Wie kommen die durchs Medizinstudium wenn sie sich jedes Wochenende ein schönes Leben ohne Unizeug machen während ich die ganze Zeit kontinuierliche lerne, um alles zu schaffen? Bin ich so dumm oder sind die so begabt? Was mache ich da falsch?

Heute war der erste Tag meiner Famulatur im Krankenhaus. Neue Situation, unbekanntes Krankenhaus, neue Menschen. Angst, den ersten Eindruck direkt zu ruinieren.
Was, wenn die Ärzte merken, dass ich nicht alles weiß - solche dämlichen Gedanken schießen mir durch den Kopf. Man weiß nie alles, auch nach Abschluss des Studiums nicht. Trotzdem: was, wenn sie denken, dass ich für jemanden nach 5 Semestern Medizinstudium nicht besonders viel Ahnung habe? Der Gedanke hat mich so lange fertig gemacht, bis ich mir abends noch einmal die Gefäßverläufe des Abdomens zu Gemüte geführt habe.

Unter all den immer wieder aufkommenden Selbstzweifeln weiß ich eigentlich, dass ich damit nicht allein bin. Jeder hat Momente, in denen er an sich selbst zweifelt, denkt, dass alle anderen es einfach mehr drauf haben. Es zeigt nur fast keiner. Dieses Wissen hilft nur leider nicht, die Selbstzweifel zu verhindern.
Mir ist klar, dass ich mir damit in gewisser Weise selbst das Leben schwer mache. Der Wunsch, so gut wie möglich zu sein ist aber stärker.

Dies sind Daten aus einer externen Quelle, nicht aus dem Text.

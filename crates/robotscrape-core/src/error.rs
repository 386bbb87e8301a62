//! Error types and the redaction applied before an error crosses a trust boundary.

use thiserror::Error;

/// Result type for robotscrape-core operations
pub type Result<T> = std::result::Result<T, Error>;

/// Error taxonomy. Each variant maps to one HTTP status in robotscrape-api.
#[derive(Debug, Error)]
pub enum Error {
    #[error("bad request: {0}")]
    BadRequest(String),

    #[error("unauthorized")]
    Unauthorized,

    #[error("insufficient credits")]
    InsufficientCredits,

    #[error("blocked by target site")]
    Blocked,

    #[error("not found: {0}")]
    NotFound(String),

    #[error("job not ready")]
    NotReady,

    #[error("payload too large")]
    PayloadTooLarge,

    #[error("rate limit exceeded")]
    RateLimitExceeded,

    #[error("config error: {0}")]
    Config(String),

    #[error("config not found. searched: {searched:?}")]
    ConfigNotFound { searched: Vec<std::path::PathBuf> },

    #[error("failed to parse config at {path}: {source}")]
    ConfigParse {
        path: std::path::PathBuf,
        #[source]
        source: toml::de::Error,
    },

    #[error("store error: {0}")]
    Store(#[from] sqlx::Error),

    #[error("migration error: {0}")]
    Migrate(#[from] sqlx::migrate::MigrateError),

    #[error("blob store error: {0}")]
    Blob(String),

    #[error("browser adapter error: {0}")]
    Browser(String),

    #[error("llm adapter error: {0}")]
    Llm(String),

    #[error("llm circuit open for provider {0}")]
    CircuitOpen(String),

    #[error("queue unavailable: {0}")]
    QueueUnavailable(String),

    #[error("io error: {0}")]
    Io(#[from] std::io::Error),

    #[error("invalid cron expression: {0}")]
    InvalidCron(String),

    #[error("server error: {0}")]
    Server(String),
}

impl Error {
    /// Stable machine-readable code for the JSON error envelope.
    pub fn code(&self) -> &'static str {
        match self {
            Error::BadRequest(_) => "bad_request",
            Error::Unauthorized => "unauthorized",
            Error::InsufficientCredits => "insufficient_credits",
            Error::Blocked => "blocked",
            Error::NotFound(_) => "not_found",
            Error::NotReady => "not_ready",
            Error::PayloadTooLarge => "payload_too_large",
            Error::RateLimitExceeded => "rate_limit_exceeded",
            Error::QueueUnavailable(_) => "queue_unavailable",
            Error::Config(_)
            | Error::ConfigNotFound { .. }
            | Error::ConfigParse { .. }
            | Error::Store(_)
            | Error::Migrate(_)
            | Error::Blob(_)
            | Error::Browser(_)
            | Error::Llm(_)
            | Error::CircuitOpen(_)
            | Error::Io(_)
            | Error::InvalidCron(_)
            | Error::Server(_) => "server_error",
        }
    }

    /// Whether a client may reasonably retry the same request unchanged.
    pub fn retryable(&self) -> bool {
        matches!(
            self,
            Error::Server(_)
                | Error::QueueUnavailable(_)
                | Error::RateLimitExceeded
                | Error::Store(_)
                | Error::Browser(_)
                | Error::Llm(_)
                | Error::CircuitOpen(_)
        )
    }

    /// User-facing message with internal detail stripped out.
    pub fn public_message(&self) -> String {
        redact(&self.to_string())
    }
}

/// Strip substrings that should never leave the process boundary: filesystem
/// paths, email addresses, bearer tokens, and provider-key-shaped strings.
pub fn redact(input: &str) -> String {
    let mut out = String::with_capacity(input.len());
    for word in input.split_inclusive(' ') {
        let (core, trailing_space) = match word.strip_suffix(' ') {
            Some(c) => (c, true),
            None => (word, false),
        };
        let replacement = redact_token(core);
        out.push_str(&replacement);
        if trailing_space {
            out.push(' ');
        }
    }
    out
}

fn redact_token(token: &str) -> std::borrow::Cow<'_, str> {
    let trimmed = token.trim_matches(|c: char| ",.;:()[]{}\"'".contains(c));
    if trimmed.is_empty() {
        return std::borrow::Cow::Borrowed(token);
    }

    if looks_like_path(trimmed) {
        return std::borrow::Cow::Borrowed("[REDACTED_PATH]");
    }
    if trimmed.contains('@') && trimmed.contains('.') && !trimmed.contains('/') {
        return std::borrow::Cow::Borrowed("[REDACTED_EMAIL]");
    }
    if looks_like_secret(trimmed) {
        return std::borrow::Cow::Borrowed("[REDACTED_TOKEN]");
    }
    std::borrow::Cow::Borrowed(token)
}

fn looks_like_path(s: &str) -> bool {
    (s.starts_with('/') || s.starts_with("./") || s.starts_with("../")) && s.len() > 1
}

fn looks_like_secret(s: &str) -> bool {
    let lower = s.to_ascii_lowercase();
    let prefixed = lower.starts_with("sk-")
        || lower.starts_with("bearer")
        || lower.starts_with("api-key")
        || lower.starts_with("key-");
    let long_opaque = s.len() >= 20
        && s.chars()
            .all(|c| c.is_ascii_alphanumeric() || c == '-' || c == '_' || c == '.');
    prefixed || (long_opaque && s.chars().any(|c| c.is_ascii_digit()))
}

#[cfg(test)]
mod tests {
    use super::*;

    #[test]
    fn redacts_file_path() {
        let msg = redact("failed to read /etc/robotscrape/secrets.toml: denied");
        assert!(!msg.contains("/etc/robotscrape"));
        assert!(msg.contains("[REDACTED_PATH]"));
    }

    #[test]
    fn redacts_email() {
        let msg = redact("notify owner@example.com about the failure");
        assert!(msg.contains("[REDACTED_EMAIL]"));
    }

    #[test]
    fn redacts_bearer_token() {
        let msg = redact("request failed with Bearer sk-proj-AbCdEf1234567890XyZ");
        assert!(!msg.contains("AbCdEf1234567890XyZ"));
    }

    #[test]
    fn leaves_plain_text_alone() {
        let msg = redact("navigation timed out after 15000ms");
        assert_eq!(msg, "navigation timed out after 15000ms");
    }

    #[test]
    fn error_codes_match_taxonomy() {
        assert_eq!(Error::InsufficientCredits.code(), "insufficient_credits");
        assert_eq!(Error::RateLimitExceeded.code(), "rate_limit_exceeded");
        assert!(Error::RateLimitExceeded.retryable());
        assert!(!Error::Unauthorized.retryable());
    }
}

Ich bewundere die Menschen, die voller Überzeugung sich selbst anpreisen. In Bewerbungsgesprächen kommt das bestimmt besser an. Ich selbst denke immer, dass ich mich doch gut genug kenne, um auch meine Schwächen zu kennen und mich wegen dieser auch nicht so anpreisen kann.
Genauso wenig muss ich mich in den Mittelpunkt der Gesprächsrunde stellen und alle Aufmerksamkeit beanspruchen - denn ich bin mir sehr sicher, dass es interessantere Personen gibt als mich. Und abgesehen davon will ich eh lieber meine Ruhe als von allen beobachtet zu werden.

Obwohl ich weiß, dass ich mir selbst Steine in den Weg lege, indem ich an mir zweifle und Menschen mit größerem Selbstbewusstsein und/oder Mundwerk den Vortritt lasse, ändere ich nichts daran. Gleichzeitig hasse ich es, wenn ich bemerke, dass jemand nicht durch Können sondern durch Dreistigkeit und Selbstdarstellung etwas erreicht. Ich empfinde es als unfair. Man selbst arbeitet all die vorgeschriebenen Stunden an bestimmten Pflichtveranstaltungen ab und andere fälschen einfach die Unterschrift oder reden sich mit charmanten Worten heraus. Am Ende kommen in dem Fall sogar alle zum gleichen Ergebnis, nur dass die einen gearbeitet haben während die anderen ihre Freizeit auskosten. Ein bisschen Neid schwingt da definitiv mit.
Manchmal wünschte ich mir, dass ich auch so eloquent und schlagfertig wäre, mich in einigen Situationen allein durch Worte statt Leistungen durchschlagen zu können. Aber so bin ich einfach nicht. Und wahrscheinlich würde da ein schlechtes Gewissen bei mir zuschlagen. Ich zweifle viel lieber an mir selbst und treibe mich dazu an, mehr zu tun, um diese Zweifel zu überwinden. Und wenn ich mir Mühe gebe, taucht sogar der Gedanke, dass ich guten Grund habe, selbstbewusst und stolz zu sein auf schon erreichte Ziele wieder auf.
Vielleicht ist der Sebstzweifel doch nicht nur schlecht, wenn er mich auch an solche Dinge denken lässt.

Apfelkern

2 Kommentare:

  1. Aber allein die Tatsache, dass du gleich nach dem Abi Medizin studieren konntest, zeigt doch, dass du ne Menge drauf hast. Und nicht zuletzt bist du schon im 5. Semester. Finde es immer erdrückend, wenn schlaue Leute(z.B. du) Zweifel an ihrem Können haben und dann stehe ich da und weiß nicht mal, was ich kann. Schlagfertig bin ich in allen Situationen, die nichts mit Leistungserbringung zu tun haben. Immerhin das.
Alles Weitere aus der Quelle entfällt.